With 11 years of extensive experience in Medical Devices and IVDs, we possess the expertise to support the entire product lifecycle, spanning from initial discovery through testing, nonclinical work, clinical investigation, regulatory approvals, and efficient market entry. Bio State Consulting Pvt. Ltd. offers regulatory and product development consulting services tailored for Medical Devices and IVDs in India. We are the trusted consulting partner for companies of all sizes aiming to introduce innovative, safe, and effective products to the market.

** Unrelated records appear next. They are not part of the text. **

//! Core error types for icebreak-core.
//!
//! This module defines the error hierarchy using thiserror. Every error in
//! the library is recoverable: a failed decode, render or playback leaves
//! schedules and the scheduler in their previous state.

use thiserror::Error;

/// Core error type for icebreak-core.
#[derive(Error, Debug)]
pub enum CoreError {
    /// Break time construction/parsing errors
    #[error("Time error: {0}")]
    Time(#[from] InvalidTimeFormat),

    /// Schedule payload encoding errors
    #[error("Encode error: {0}")]
    Encode(#[from] EncodeError),

    /// Schedule payload decoding errors
    #[error("Decode error: {0}")]
    Decode(#[from] DecodeError),

    /// Code rendering errors
    #[error("Render error: {0}")]
    Render(#[from] RenderError),

    /// Audio playback errors
    #[error("Playback error: {0}")]
    Playback(#[from] PlaybackError),

    /// Command sent to a scheduler whose task has already ended
    #[error("Scheduler task is no longer running")]
    SchedulerStopped,
}

/// Errors constructing or parsing a break time.
#[derive(Error, Debug, Clone, PartialEq, Eq)]
pub enum InvalidTimeFormat {
    /// Hour component outside 0-23
    #[error("Hour {hour} out of range (expected 0-23)")]
    HourOutOfRange { hour: u8 },

    /// Minute component outside 0-59
    #[error("Minute {minute} out of range (expected 0-59)")]
    MinuteOutOfRange { minute: u8 },

    /// Input does not have the canonical zero-padded HH:MM shape
    #[error("Malformed time string '{input}': expected HH:MM")]
    Malformed { input: String },
}

/// Errors producing an exchange payload.
#[derive(Error, Debug)]
pub enum EncodeError {
    /// Serialized payload exceeds the configured symbol capacity
    #[error("Payload of {size} bytes exceeds the {max} byte capacity")]
    PayloadTooLarge { size: usize, max: usize },

    /// Not enough schedule entries to make sharing worthwhile
    #[error("Schedule has {count} entries, at least {min} required to share")]
    TooFewEntries { count: usize, min: usize },

    /// Serialization failed
    #[error("Failed to serialize schedule: {0}")]
    Serialize(#[from] serde_json::Error),
}

/// Errors consuming an exchange payload.
///
/// Decoding is all-or-nothing: any of these means no entries were imported.
#[derive(Error, Debug)]
pub enum DecodeError {
    /// Payload is not a JSON array of strings
    #[error("Malformed payload: {0}")]
    Malformed(#[source] serde_json::Error),

    /// A payload entry is not a valid break time
    #[error("Invalid time in payload: {0}")]
    InvalidTime(#[from] InvalidTimeFormat),
}

/// Errors surfaced by a [`CodeRenderer`](crate::platform::CodeRenderer)
/// implementation.
#[derive(Error, Debug)]
pub enum RenderError {
    /// Payload does not fit the symbol the renderer can produce
    #[error("Payload of {size} bytes does not fit renderer capacity of {max}")]
    CapacityExceeded { size: usize, max: usize },

    /// Renderer backend failure
    #[error("Render backend error: {0}")]
    Backend(String),
}

/// Errors surfaced by a [`Playback`](crate::platform::Playback)
/// implementation.
#[derive(Error, Debug)]
pub enum PlaybackError {
    /// Named sound resource is not available on this device
    #[error("Sound resource '{0}' not found")]
    ResourceNotFound(String),

    /// Playback backend failure
    #[error("Playback backend error: {0}")]
    Backend(String),
}

/// Result type alias for CoreError
pub type Result<T, E = CoreError> = std::result::Result<T, E>;
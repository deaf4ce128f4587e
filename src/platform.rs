//! Platform collaborator traits.
//!
//! The library owns scheduling and schedule exchange; audio output, haptic
//! feedback and code rendering stay with the embedding platform. Hosts
//! implement these traits and hand them to the scheduler and exchange paths.

use uuid::Uuid;

use crate::error::{PlaybackError, RenderError};

/// Token identifying one playback started through [`Playback::play`].
#[derive(Debug, Clone, Copy, PartialEq, Eq, Hash)]
pub struct PlaybackHandle(Uuid);

impl PlaybackHandle {
    /// Mint a fresh handle. Called by `Playback` implementations.
    #[allow(clippy::new_without_default)]
    pub fn new() -> Self {
        Self(Uuid::new_v4())
    }
}

/// The embedding platform's audio output.
/// Driven from the scheduler task, so implementations must be `Send`.
pub trait Playback: Send {
    /// Start playing the named sound resource. Returns a handle the
    /// scheduler uses to stop the sound when the alert ends.
    fn play(&mut self, resource: &str) -> Result<PlaybackHandle, PlaybackError>;

    /// Stop a playback previously returned by [`play`](Playback::play).
    /// Stopping a handle whose sound already finished is a no-op.
    fn stop(&mut self, handle: PlaybackHandle);
}

/// The embedding platform's haptic feedback.
pub trait Haptics: Send {
    /// Emit one short vibration pulse.
    fn vibrate(&mut self);
}

/// Renders an exchange payload into a scannable visual code.
pub trait CodeRenderer {
    /// Image type produced by this renderer.
    type Image;

    /// Render the payload into a code image roughly `size` pixels on a side.
    fn render(&self, payload: &[u8], size: u32) -> Result<Self::Image, RenderError>;
}
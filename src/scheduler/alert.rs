use chrono::{DateTime, Duration, Utc};
use tracing::warn;
use uuid::Uuid;

use crate::platform::{Playback, PlaybackHandle};
use crate::schedule::BreakTime;

/// Lifecycle of the one alert that may be running at a time.
///
/// Created inactive. [`start`](AlertSession::start) stamps the start time
/// and begins playback; [`stop`](AlertSession::stop) is idempotent and
/// releases the playback handle exactly once. The scheduler engine owns the
/// session and only ever starts it from the Armed state.
#[derive(Debug, Default)]
pub struct AlertSession {
    active: Option<ActiveAlert>,
}

#[derive(Debug)]
struct ActiveAlert {
    id: String,
    time: BreakTime,
    started_at: DateTime<Utc>,
    handle: Option<PlaybackHandle>,
}

impl AlertSession {
    pub fn new() -> Self {
        Self::default()
    }

    // ── Queries ──────────────────────────────────────────────────────

    pub fn is_active(&self) -> bool {
        self.active.is_some()
    }

    pub fn alert_id(&self) -> Option<&str> {
        self.active.as_ref().map(|a| a.id.as_str())
    }

    /// The schedule entry this alert fired for.
    pub fn time(&self) -> Option<BreakTime> {
        self.active.as_ref().map(|a| a.time)
    }

    pub fn started_at(&self) -> Option<DateTime<Utc>> {
        self.active.as_ref().map(|a| a.started_at)
    }

    /// Whether the active alert has outlived `duration_secs`.
    pub fn expired(&self, now: DateTime<Utc>, duration_secs: u64) -> bool {
        match &self.active {
            Some(a) => {
                now.signed_duration_since(a.started_at)
                    >= Duration::seconds(duration_secs as i64)
            }
            None => false,
        }
    }

    // ── Commands ─────────────────────────────────────────────────────

    /// Begin a new alert for `time`, starting playback of `sound`.
    ///
    /// A playback failure is logged and the alert still becomes active:
    /// the countdown and the return to Armed must not depend on audio.
    /// Returns the minted alert id.
    pub(crate) fn start<P: Playback>(
        &mut self,
        time: BreakTime,
        started_at: DateTime<Utc>,
        playback: &mut P,
        sound: &str,
    ) -> String {
        let id = Uuid::new_v4().to_string();
        let handle = match playback.play(sound) {
            Ok(handle) => Some(handle),
            Err(err) => {
                warn!(alert_id = %id, error = %err, "alert playback failed, alert continues without sound");
                None
            }
        };
        self.active = Some(ActiveAlert {
            id: id.clone(),
            time,
            started_at,
            handle,
        });
        id
    }

    /// Stop the active alert, releasing its playback handle.
    ///
    /// Idempotent: returns the stopped alert's id, or `None` when nothing
    /// was active.
    pub(crate) fn stop<P: Playback>(&mut self, playback: &mut P) -> Option<String> {
        let alert = self.active.take()?;
        if let Some(handle) = alert.handle {
            playback.stop(handle);
        }
        Some(alert.id)
    }
}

We specialize in reliable regulatory consulting services covering all aspects of medical devices, including registration processes. With over 12 years of experience in the consulting industry, we facilitate product registrations with the Indian FDA (CDSCO). The Central Drugs Standard Control Organisation serves as India’s regulatory authority for Drugs, Medical Devices, and IVDs, guiding manufacturers through the regulatory landscape.
At Biostate, we assist in obtaining Registration Certifications and essential licenses such as Import License (MD 14) and Test License (MD 16), ensuring smooth product importation into India. As authorized agents, we deliver high-quality, professional services, fostering long-term partnerships. Our extensive expertise spans NIB evaluation of test kits, clinical trial approvals, product registrations, marketing authorizations, and import authorizations, providing prompt and comprehensive regulatory guidance.